Suger’s Sherbert Holder October 13, 2011
Author: Beach Combing | in : Medieval , trackbackIn previous posts Beachcombing has celebrated objects that have long and interesting histories: take, for example, the Baltic buddhas, Cellini’s canon or the Dauphin’s heart. It was with some excitement then that he just recently stumbled upon a vase that made, in the Middle Ages, its way from Moorish Spain through the hands of several royals, to St Denis and finally into the Louvre’s collection where it remains to this day.
The cup, it is generally believed, dates back to the seventh or eighth century and early Moorish Spain. It was supposedly given to William IX of Aquitaine, by the Emir of Sargossa, though Beachcombing has found no evidence for this.

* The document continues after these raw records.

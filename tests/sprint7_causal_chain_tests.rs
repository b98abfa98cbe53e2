//! Sprint 7: Causal Chain Integration Tests
//!
//! Backward search over multi-method sources parsed from plain text:
//! assignment chains, argument hops into the caller, return hops into the
//! callee, and the opaque boundary at the edge of the analyzed source set.

use culpa::backtracker::{CausalBacktracker, Terminal};
use culpa::element::CodeElementName;
use culpa::source_model::TextSourceModel;
use culpa::suspicious::{SuspiciousVariable, SuspiciousVariableFinder};

fn pricing_model() -> TextSourceModel {
    let mut model = TextSourceModel::new();
    model.add_class_text(
        "geo.pricing",
        "fn base_price() {\n    return 100\n}\n\nfn discounted(rate) {\n    let price = base_price();\n    let result = price;\n    return result;\n}\n",
    );
    model
}

fn start_for(model: &TextSourceModel, method: &CodeElementName, line: u32, variable: &str) -> culpa::suspicious::SuspiciousExpression {
    let target = SuspiciousVariable::new("geo.PricingTest#testTotal", method.clone(), line, variable);
    SuspiciousVariableFinder::new(model)
        .find(&target)
        .into_iter()
        .next()
        .expect("finder produced no candidate")
}

#[test]
fn test_chain_crosses_into_callee_return() {
    let model = pricing_model();
    let method = CodeElementName::method("geo.pricing", "discounted");
    let start = start_for(&model, &method, 8, "result");
    let chain = CausalBacktracker::new(&model, 16).resolve(start);

    assert_eq!(chain.terminal(), &Terminal::Literal("100".to_string()));
    let texts: Vec<&str> = chain.links().iter().map(|l| l.text()).collect();
    assert_eq!(
        texts,
        vec!["let result = price", "let price = base_price()", "return 100"]
    );
    assert_eq!(
        chain.implicated_location(),
        Some(CodeElementName::line("geo.pricing", "base_price", 2))
    );
    assert!(!chain.is_truncated());
}

#[test]
fn test_argument_chain_crosses_into_caller() {
    let mut model = TextSourceModel::new();
    model.add_class_text(
        "geo.tax",
        "fn apply(amount) {\n    return amount\n}\n",
    );
    model.add_class_text(
        "geo.checkout",
        "fn total() {\n    apply(42)\n}\n",
    );
    let method = CodeElementName::method("geo.tax", "apply");
    let start = start_for(&model, &method, 2, "amount");
    let chain = CausalBacktracker::new(&model, 16).resolve(start);

    assert_eq!(chain.terminal(), &Terminal::Literal("42".to_string()));
    assert_eq!(
        chain.implicated_location(),
        Some(CodeElementName::line("geo.tax", "apply", 1))
    );
}

#[test]
fn test_boundary_call_reports_site_and_expression() {
    let mut model = TextSourceModel::new();
    model.add_class_text(
        "geo.clock",
        "fn stamp() {\n    let now = current_millis();\n    return now;\n}\n",
    );
    let method = CodeElementName::method("geo.clock", "stamp");
    let start = start_for(&model, &method, 3, "now");
    let chain = CausalBacktracker::new(&model, 16).resolve(start);

    match chain.terminal() {
        Terminal::OpaqueBoundary { call, method, line } => {
            assert_eq!(call, "current_millis()");
            assert_eq!(method.canonical(), "geo.clock#stamp");
            assert_eq!(*line, 2);
        }
        other => panic!("expected opaque boundary, got {other:?}"),
    }
    // The last resolved link still implicates a concrete location
    assert_eq!(
        chain.implicated_location(),
        Some(CodeElementName::line("geo.clock", "stamp", 2))
    );
}

#[test]
fn test_depth_bound_truncates_long_chains() {
    let mut model = TextSourceModel::new();
    let mut body = String::new();
    body.push_str("    a0 = 1;\n");
    for i in 1..24 {
        body.push_str(&format!("    a{} = a{};\n", i, i - 1));
    }
    body.push_str("    return a23;\n");
    model.add_method("geo.chain", "walk", &[], 1, &body);
    let method = CodeElementName::method("geo.chain", "walk");
    let start = start_for(&model, &method, 26, "a23");

    let deep = CausalBacktracker::new(&model, 64).resolve(start.clone());
    assert_eq!(deep.terminal(), &Terminal::Literal("1".to_string()));

    let shallow = CausalBacktracker::new(&model, 4).resolve(start);
    assert!(shallow.is_truncated());
    assert_eq!(shallow.terminal(), &Terminal::DepthExceeded);
}

#[test]
fn test_chain_display_reads_top_down() {
    let model = pricing_model();
    let method = CodeElementName::method("geo.pricing", "discounted");
    let start = start_for(&model, &method, 8, "result");
    let chain = CausalBacktracker::new(&model, 16).resolve(start);

    let rendered = format!("{}", chain);
    assert!(rendered.contains("<- geo.pricing#discounted:7"));
    assert!(rendered.contains("<- geo.pricing#base_price:2"));
    assert!(rendered.ends_with("== literal 100"));
}
//! Suspicious observations and static candidate discovery
//!
//! Sprint 6: variable occurrences, candidate expressions, finder
//!
//! A [`SuspiciousVariable`] is created when an operator or a failing
//! assertion designates a value of interest; it is immutable from then on.
//! [`SuspiciousVariableFinder`] inspects the declaring method's source and
//! enumerates the statements capable of assigning that name before the
//! observed use point, nearest-preceding first. Purely structural; nothing
//! is executed.

use regex::Regex;
use std::fmt;
use std::sync::OnceLock;

use crate::element::CodeElementName;
use crate::source_model::{argument_texts, SourceModel};

/// How a candidate expression produces the observed value
#[derive(Debug, Clone, Copy, PartialEq, Eq)]
pub enum CauseKind {
    Assignment,
    Argument,
    Return,
}

impl fmt::Display for CauseKind {
    fn fmt(&self, f: &mut fmt::Formatter<'_>) -> fmt::Result {
        let s = match self {
            CauseKind::Assignment => "assignment",
            CauseKind::Argument => "argument",
            CauseKind::Return => "return",
        };
        f.write_str(s)
    }
}

/// An observed variable occurrence worth probing
#[derive(Debug, Clone, PartialEq)]
pub struct SuspiciousVariable {
    owning_test: String,
    method: CodeElementName,
    line: u32,
    variable: String,
    expected: Option<String>,
    actual: Option<String>,
    assignment_target: bool,
    return_related: bool,
}

impl SuspiciousVariable {
    pub fn new(owning_test: &str, method: CodeElementName, line: u32, variable: &str) -> Self {
        SuspiciousVariable {
            owning_test: owning_test.to_string(),
            method,
            line,
            variable: variable.to_string(),
            expected: None,
            actual: None,
            assignment_target: false,
            return_related: false,
        }
    }

    pub fn with_expectation(mut self, expected: &str, actual: &str) -> Self {
        self.expected = Some(expected.to_string());
        self.actual = Some(actual.to_string());
        self
    }

    pub fn as_assignment_target(mut self) -> Self {
        self.assignment_target = true;
        self
    }

    pub fn as_return_related(mut self) -> Self {
        self.return_related = true;
        self
    }

    pub fn owning_test(&self) -> &str {
        &self.owning_test
    }

    pub fn method(&self) -> &CodeElementName {
        &self.method
    }

    pub fn line(&self) -> u32 {
        self.line
    }

    pub fn variable(&self) -> &str {
        &self.variable
    }

    pub fn expected(&self) -> Option<&str> {
        self.expected.as_deref()
    }

    pub fn actual(&self) -> Option<&str> {
        self.actual.as_deref()
    }

    pub fn is_assignment_target(&self) -> bool {
        self.assignment_target
    }

    pub fn is_return_related(&self) -> bool {
        self.return_related
    }
}

/// A candidate cause: one statement at one location
#[derive(Debug, Clone, PartialEq)]
pub struct SuspiciousExpression {
    method: CodeElementName,
    line: u32,
    text: String,
    kind: CauseKind,
}

impl SuspiciousExpression {
    pub fn new(method: CodeElementName, line: u32, text: &str, kind: CauseKind) -> Self {
        SuspiciousExpression {
            method,
            line,
            text: text.to_string(),
            kind,
        }
    }

    pub fn method(&self) -> &CodeElementName {
        &self.method
    }

    pub fn line(&self) -> u32 {
        self.line
    }

    pub fn text(&self) -> &str {
        &self.text
    }

    pub fn kind(&self) -> CauseKind {
        self.kind
    }

    /// Line-grained element identity of this expression's location
    pub fn location(&self) -> CodeElementName {
        CodeElementName::line(
            self.method.class_name(),
            self.method.method_name().unwrap_or_default(),
            self.line,
        )
    }
}

impl fmt::Display for SuspiciousExpression {
    fn fmt(&self, f: &mut fmt::Formatter<'_>) -> fmt::Result {
        write!(
            f,
            "{}:{} [{}] {}",
            self.method, self.line, self.kind, self.text
        )
    }
}

fn assignment_regex() -> &'static Regex {
    static RE: OnceLock<Regex> = OnceLock::new();
    RE.get_or_init(|| {
        Regex::new(r"^(?:let\s+)?(?:mut\s+)?(\w+)\s*(=|\+=|-=|\*=|/=)\s*([^=].*)$")
            .expect("static regex")
    })
}

fn return_regex() -> &'static Regex {
    static RE: OnceLock<Regex> = OnceLock::new();
    RE.get_or_init(|| Regex::new(r"^return\s+(.+)$").expect("static regex"))
}

fn call_regex() -> &'static Regex {
    static RE: OnceLock<Regex> = OnceLock::new();
    RE.get_or_init(|| Regex::new(r"^(\w+)\s*\((.*)\)$").expect("static regex"))
}

fn identifier_regex() -> &'static Regex {
    static RE: OnceLock<Regex> = OnceLock::new();
    RE.get_or_init(|| Regex::new(r"^[A-Za-z_]\w*$").expect("static regex"))
}

/// Parse `name = rhs` (and compound operators), rejecting comparisons.
pub(crate) fn parse_assignment(text: &str) -> Option<(&str, &str, &str)> {
    let caps = assignment_regex().captures(text.trim())?;
    let name = caps.get(1)?;
    let op = caps.get(2)?;
    let rhs = caps.get(3)?;
    Some((
        &text.trim()[name.range()],
        &text.trim()[op.range()],
        text.trim()[rhs.range()].trim(),
    ))
}

/// Parse `return expr`.
pub(crate) fn parse_return(text: &str) -> Option<&str> {
    let caps = return_regex().captures(text.trim())?;
    Some(text.trim()[caps.get(1)?.range()].trim())
}

/// Parse `callee(args)`, splitting arguments at top-level commas.
pub(crate) fn parse_call(expr: &str) -> Option<(String, Vec<String>)> {
    let trimmed = expr.trim();
    let caps = call_regex().captures(trimmed)?;
    let callee = caps.get(1)?.as_str().to_string();
    let after_paren = &trimmed[caps.get(1)?.end()..];
    let after_paren = after_paren.trim_start().strip_prefix('(')?;
    // Re-append the closing paren context for the splitter
    Some((callee, argument_texts(after_paren)))
}

pub(crate) fn is_literal(expr: &str) -> bool {
    let trimmed = expr.trim();
    if trimmed.is_empty() {
        return false;
    }
    if matches!(trimmed, "true" | "false" | "null" | "None" | "nil") {
        return true;
    }
    if (trimmed.starts_with('"') && trimmed.ends_with('"') && trimmed.len() >= 2)
        || (trimmed.starts_with('\'') && trimmed.ends_with('\'') && trimmed.len() >= 2)
    {
        return true;
    }
    let unsigned = trimmed.strip_prefix('-').unwrap_or(trimmed);
    !unsigned.is_empty() && unsigned.chars().all(|c| c.is_ascii_digit() || c == '.')
}

pub(crate) fn is_bare_variable(expr: &str) -> bool {
    let trimmed = expr.trim();
    identifier_regex().is_match(trimmed) && !is_literal(trimmed)
}

/// Static discovery of candidate causes for an observed variable
pub struct SuspiciousVariableFinder<'a> {
    source: &'a dyn SourceModel,
}

impl<'a> SuspiciousVariableFinder<'a> {
    pub fn new(source: &'a dyn SourceModel) -> Self {
        SuspiciousVariableFinder { source }
    }

    /// Candidate causes for the observed occurrence, nearest-preceding
    /// first. A declaration lookup miss yields an empty list.
    pub fn find(&self, target: &SuspiciousVariable) -> Vec<SuspiciousExpression> {
        self.candidates(
            target.method(),
            target.variable(),
            target.line(),
            target.is_assignment_target(),
        )
    }

    /// Statements of `method` capable of assigning `variable` before
    /// `use_line` (inclusive when the observation is itself the assignment),
    /// nearest-preceding first, then the parameter itself if `variable`
    /// names one.
    pub fn candidates(
        &self,
        method: &CodeElementName,
        variable: &str,
        use_line: u32,
        inclusive: bool,
    ) -> Vec<SuspiciousExpression> {
        let statements = self.source.statements(method);
        let mut out = Vec::new();
        for statement in statements.iter().rev() {
            let before = if inclusive {
                statement.line <= use_line
            } else {
                statement.line < use_line
            };
            if !before {
                continue;
            }
            if let Some((name, _, rhs)) = parse_assignment(&statement.text) {
                if name == variable {
                    let kind = if parse_call(rhs).is_some() {
                        CauseKind::Return
                    } else {
                        CauseKind::Assignment
                    };
                    out.push(SuspiciousExpression::new(
                        method.clone(),
                        statement.line,
                        &statement.text,
                        kind,
                    ));
                }
            }
        }
        if self
            .source
            .parameters(method)
            .iter()
            .any(|p| p.name == variable)
        {
            let declaration_line = self
                .source
                .declaration(method)
                .map(|d| d.start_line)
                .unwrap_or(0);
            out.push(SuspiciousExpression::new(
                method.clone(),
                declaration_line,
                variable,
                CauseKind::Argument,
            ));
        }
        out
    }
}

Could it just be based on the fact that in 1120 William was campaigning against the heathen on the other side of the Pyrenees?
What is certain that Eleanor of Aquitaine took it north and gave it to the dreary, saintly, goody-two-shoes Louis VII. Louis then, in turn, gave it to Suger of St Denis, a more interesting man altogether, who turned it into a mass cup. Goodness knows what the first Muslim owner used it for – a sherbet holder, incense diffuser… Certainly the blood of Christ didn’t figure. Louis (or perhaps Suger) had the following words carved on it.
Hoc vas sponsa dedit Anor Regi Ludvico,
Mitodolus avo, mibi Rex sanctsque Sugerus
This vase from Mitodolus was given to King Louis by his bride Eleanor and the King gave it to holy Suger.
Who on earth is Mitoldolus? And, perhaps more importantly, what did feisty Eleanor think about her bridal gift being given over to the Church in this way? It may have been gifted after the wars between the King of France and the Count of Champagne for which Eleanor was in large part responsible: perhaps it was even a joint peace offering.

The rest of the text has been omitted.